▶ What you have to do: Go through the material below and count the lines containing the word "Copy". Give that number by itself.

▶ Extracted data:
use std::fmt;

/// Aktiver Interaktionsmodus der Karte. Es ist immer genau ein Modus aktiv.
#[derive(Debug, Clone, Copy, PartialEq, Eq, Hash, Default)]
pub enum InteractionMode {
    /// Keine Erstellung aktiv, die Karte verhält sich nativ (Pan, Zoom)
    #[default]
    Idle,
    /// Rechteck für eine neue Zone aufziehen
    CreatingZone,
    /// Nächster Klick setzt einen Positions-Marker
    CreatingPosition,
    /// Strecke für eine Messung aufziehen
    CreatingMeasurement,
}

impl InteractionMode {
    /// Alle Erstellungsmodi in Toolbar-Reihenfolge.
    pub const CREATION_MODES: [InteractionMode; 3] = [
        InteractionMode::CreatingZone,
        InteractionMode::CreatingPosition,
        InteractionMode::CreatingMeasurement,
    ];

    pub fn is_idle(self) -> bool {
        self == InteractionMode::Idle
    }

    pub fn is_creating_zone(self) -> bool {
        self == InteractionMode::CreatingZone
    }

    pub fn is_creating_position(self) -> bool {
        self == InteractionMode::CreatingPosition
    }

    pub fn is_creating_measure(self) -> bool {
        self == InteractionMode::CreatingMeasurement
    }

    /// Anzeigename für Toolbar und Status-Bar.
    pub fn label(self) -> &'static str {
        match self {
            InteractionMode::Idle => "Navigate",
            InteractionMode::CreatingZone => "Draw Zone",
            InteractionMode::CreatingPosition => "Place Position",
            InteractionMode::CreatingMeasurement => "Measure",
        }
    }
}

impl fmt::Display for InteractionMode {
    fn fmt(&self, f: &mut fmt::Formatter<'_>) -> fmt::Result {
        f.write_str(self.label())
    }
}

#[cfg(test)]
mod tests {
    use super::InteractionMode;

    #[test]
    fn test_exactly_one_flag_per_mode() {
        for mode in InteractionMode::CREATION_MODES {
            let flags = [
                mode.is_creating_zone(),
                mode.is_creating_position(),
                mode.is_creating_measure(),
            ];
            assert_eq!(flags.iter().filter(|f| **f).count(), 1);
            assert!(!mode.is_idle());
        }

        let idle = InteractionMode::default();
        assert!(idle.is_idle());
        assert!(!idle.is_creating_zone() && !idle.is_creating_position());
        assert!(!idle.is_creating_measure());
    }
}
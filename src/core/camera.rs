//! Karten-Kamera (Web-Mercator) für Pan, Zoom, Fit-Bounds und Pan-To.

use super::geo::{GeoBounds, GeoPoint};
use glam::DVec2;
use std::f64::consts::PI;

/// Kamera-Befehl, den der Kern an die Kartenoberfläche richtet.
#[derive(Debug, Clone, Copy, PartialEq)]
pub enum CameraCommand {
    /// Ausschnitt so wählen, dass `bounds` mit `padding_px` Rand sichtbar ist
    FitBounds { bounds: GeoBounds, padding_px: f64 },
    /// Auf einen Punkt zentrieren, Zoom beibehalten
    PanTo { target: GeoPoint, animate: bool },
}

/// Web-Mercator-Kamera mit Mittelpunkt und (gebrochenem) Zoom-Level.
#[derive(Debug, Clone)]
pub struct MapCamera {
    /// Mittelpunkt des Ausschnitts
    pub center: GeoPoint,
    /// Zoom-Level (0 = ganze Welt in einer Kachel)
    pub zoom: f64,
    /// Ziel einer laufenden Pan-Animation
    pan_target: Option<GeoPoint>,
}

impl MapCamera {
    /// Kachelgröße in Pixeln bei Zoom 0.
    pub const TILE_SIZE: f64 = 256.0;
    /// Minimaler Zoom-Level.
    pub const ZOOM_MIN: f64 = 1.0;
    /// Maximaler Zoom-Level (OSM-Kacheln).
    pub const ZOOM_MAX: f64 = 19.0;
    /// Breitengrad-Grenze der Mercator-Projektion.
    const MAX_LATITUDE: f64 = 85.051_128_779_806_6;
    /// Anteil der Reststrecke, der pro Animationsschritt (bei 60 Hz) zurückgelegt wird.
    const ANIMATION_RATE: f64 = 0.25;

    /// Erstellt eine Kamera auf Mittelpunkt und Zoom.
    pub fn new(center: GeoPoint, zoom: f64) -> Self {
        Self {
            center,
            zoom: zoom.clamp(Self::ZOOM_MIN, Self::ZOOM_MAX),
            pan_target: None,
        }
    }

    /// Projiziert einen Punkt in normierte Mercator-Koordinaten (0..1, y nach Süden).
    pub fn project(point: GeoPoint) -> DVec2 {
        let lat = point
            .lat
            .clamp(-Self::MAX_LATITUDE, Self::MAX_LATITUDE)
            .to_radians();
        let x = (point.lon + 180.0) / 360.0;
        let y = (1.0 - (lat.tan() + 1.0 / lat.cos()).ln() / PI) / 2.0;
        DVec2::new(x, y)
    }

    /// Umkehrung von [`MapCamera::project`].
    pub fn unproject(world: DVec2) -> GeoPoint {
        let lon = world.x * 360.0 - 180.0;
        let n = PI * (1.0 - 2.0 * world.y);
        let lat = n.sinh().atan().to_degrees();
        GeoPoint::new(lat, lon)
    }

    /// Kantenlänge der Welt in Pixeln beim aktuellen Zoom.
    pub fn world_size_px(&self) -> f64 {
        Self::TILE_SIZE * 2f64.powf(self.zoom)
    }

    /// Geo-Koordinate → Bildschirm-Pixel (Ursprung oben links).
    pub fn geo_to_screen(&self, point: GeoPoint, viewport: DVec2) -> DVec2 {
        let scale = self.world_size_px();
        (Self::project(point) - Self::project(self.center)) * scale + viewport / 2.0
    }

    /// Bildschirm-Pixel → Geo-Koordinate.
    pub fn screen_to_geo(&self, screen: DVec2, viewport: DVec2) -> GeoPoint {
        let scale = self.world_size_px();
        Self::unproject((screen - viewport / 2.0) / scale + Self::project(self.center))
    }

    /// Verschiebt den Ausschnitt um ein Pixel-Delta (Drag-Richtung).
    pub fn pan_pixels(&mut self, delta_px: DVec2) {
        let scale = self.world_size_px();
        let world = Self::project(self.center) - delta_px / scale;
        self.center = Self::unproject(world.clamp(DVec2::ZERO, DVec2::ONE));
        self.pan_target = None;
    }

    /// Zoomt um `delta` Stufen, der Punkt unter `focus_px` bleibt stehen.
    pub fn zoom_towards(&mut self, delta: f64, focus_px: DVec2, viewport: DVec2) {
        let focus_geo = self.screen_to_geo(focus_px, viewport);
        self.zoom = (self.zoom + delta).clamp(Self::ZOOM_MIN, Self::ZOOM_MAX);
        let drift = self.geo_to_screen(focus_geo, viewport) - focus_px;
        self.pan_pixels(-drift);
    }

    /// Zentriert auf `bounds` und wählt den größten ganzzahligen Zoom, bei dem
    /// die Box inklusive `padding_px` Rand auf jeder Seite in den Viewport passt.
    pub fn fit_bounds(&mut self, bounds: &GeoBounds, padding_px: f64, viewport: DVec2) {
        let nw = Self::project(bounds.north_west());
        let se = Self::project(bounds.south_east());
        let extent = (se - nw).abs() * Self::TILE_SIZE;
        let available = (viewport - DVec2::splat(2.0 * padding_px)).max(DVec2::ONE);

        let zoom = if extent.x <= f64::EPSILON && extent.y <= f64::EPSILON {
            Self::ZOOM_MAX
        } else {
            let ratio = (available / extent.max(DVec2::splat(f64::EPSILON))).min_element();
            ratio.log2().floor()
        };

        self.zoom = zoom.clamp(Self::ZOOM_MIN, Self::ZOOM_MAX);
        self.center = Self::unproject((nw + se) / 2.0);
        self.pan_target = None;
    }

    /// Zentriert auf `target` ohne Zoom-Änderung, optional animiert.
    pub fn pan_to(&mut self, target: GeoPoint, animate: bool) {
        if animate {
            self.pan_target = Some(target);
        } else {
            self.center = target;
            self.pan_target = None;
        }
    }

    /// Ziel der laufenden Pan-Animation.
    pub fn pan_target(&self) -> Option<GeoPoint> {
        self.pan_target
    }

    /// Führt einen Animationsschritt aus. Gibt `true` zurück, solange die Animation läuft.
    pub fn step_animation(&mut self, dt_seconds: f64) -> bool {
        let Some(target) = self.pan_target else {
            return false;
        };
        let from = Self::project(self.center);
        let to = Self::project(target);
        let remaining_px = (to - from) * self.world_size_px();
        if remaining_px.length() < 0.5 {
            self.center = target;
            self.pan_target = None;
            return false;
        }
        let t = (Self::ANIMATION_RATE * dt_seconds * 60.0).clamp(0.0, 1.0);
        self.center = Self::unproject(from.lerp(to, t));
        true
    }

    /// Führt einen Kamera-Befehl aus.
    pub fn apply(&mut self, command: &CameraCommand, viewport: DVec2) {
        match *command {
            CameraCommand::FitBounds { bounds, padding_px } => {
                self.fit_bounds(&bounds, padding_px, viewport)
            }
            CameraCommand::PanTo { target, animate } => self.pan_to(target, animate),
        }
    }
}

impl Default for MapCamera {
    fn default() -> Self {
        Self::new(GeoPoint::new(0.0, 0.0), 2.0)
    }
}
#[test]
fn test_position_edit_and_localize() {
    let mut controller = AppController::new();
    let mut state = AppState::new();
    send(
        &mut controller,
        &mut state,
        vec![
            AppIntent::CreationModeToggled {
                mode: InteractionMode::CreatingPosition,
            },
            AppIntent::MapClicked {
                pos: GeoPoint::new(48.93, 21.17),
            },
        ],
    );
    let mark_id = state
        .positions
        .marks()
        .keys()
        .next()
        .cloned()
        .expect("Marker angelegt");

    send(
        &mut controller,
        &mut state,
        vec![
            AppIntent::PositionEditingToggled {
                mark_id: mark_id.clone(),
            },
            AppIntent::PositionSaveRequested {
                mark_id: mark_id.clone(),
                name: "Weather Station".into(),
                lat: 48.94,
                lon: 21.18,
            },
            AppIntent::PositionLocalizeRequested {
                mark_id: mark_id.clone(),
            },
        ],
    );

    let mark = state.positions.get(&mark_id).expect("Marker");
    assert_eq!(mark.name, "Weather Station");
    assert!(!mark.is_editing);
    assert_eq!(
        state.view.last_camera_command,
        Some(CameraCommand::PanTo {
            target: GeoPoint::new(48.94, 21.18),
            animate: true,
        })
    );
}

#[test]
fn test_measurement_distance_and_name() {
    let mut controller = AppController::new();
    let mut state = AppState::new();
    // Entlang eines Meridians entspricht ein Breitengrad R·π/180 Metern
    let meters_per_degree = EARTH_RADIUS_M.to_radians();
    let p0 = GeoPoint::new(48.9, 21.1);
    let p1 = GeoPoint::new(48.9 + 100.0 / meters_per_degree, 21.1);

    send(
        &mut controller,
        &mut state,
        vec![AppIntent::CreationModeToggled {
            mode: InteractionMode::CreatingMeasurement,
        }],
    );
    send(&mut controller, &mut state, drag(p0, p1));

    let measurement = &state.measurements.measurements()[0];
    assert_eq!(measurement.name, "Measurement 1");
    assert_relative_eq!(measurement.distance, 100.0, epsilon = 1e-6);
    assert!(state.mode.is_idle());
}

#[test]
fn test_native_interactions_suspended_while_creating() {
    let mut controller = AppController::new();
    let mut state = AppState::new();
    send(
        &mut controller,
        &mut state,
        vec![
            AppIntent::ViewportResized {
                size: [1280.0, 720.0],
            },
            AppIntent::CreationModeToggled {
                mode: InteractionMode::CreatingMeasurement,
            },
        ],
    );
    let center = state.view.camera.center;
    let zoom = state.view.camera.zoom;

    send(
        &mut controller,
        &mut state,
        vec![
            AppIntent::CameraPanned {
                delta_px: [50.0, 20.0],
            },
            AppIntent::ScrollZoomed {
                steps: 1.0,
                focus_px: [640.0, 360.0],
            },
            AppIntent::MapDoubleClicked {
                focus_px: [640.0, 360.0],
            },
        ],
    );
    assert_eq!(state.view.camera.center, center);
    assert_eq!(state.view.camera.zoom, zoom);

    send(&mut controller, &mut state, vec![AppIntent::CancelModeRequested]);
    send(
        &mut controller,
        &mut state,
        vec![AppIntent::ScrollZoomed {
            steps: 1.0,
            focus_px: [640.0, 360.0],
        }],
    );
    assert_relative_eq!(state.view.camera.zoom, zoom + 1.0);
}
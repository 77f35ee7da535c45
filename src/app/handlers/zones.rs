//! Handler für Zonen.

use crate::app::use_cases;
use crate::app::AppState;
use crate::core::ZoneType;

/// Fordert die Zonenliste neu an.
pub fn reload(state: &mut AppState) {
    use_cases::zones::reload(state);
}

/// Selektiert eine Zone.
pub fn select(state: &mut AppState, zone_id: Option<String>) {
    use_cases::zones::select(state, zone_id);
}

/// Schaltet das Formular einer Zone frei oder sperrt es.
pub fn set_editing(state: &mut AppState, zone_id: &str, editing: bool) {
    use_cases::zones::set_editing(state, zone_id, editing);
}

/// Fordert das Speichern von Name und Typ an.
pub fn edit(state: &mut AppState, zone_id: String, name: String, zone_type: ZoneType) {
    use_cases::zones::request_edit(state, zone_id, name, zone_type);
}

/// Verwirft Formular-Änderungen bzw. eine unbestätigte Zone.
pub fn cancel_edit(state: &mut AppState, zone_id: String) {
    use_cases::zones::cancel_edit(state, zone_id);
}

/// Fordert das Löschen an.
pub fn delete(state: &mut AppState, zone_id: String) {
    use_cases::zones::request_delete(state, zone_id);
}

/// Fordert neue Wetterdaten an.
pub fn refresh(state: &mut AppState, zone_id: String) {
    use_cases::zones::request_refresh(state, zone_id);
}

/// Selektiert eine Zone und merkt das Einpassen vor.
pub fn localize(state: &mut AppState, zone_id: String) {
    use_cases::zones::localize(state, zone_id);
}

▶ Solution for this exercise: 2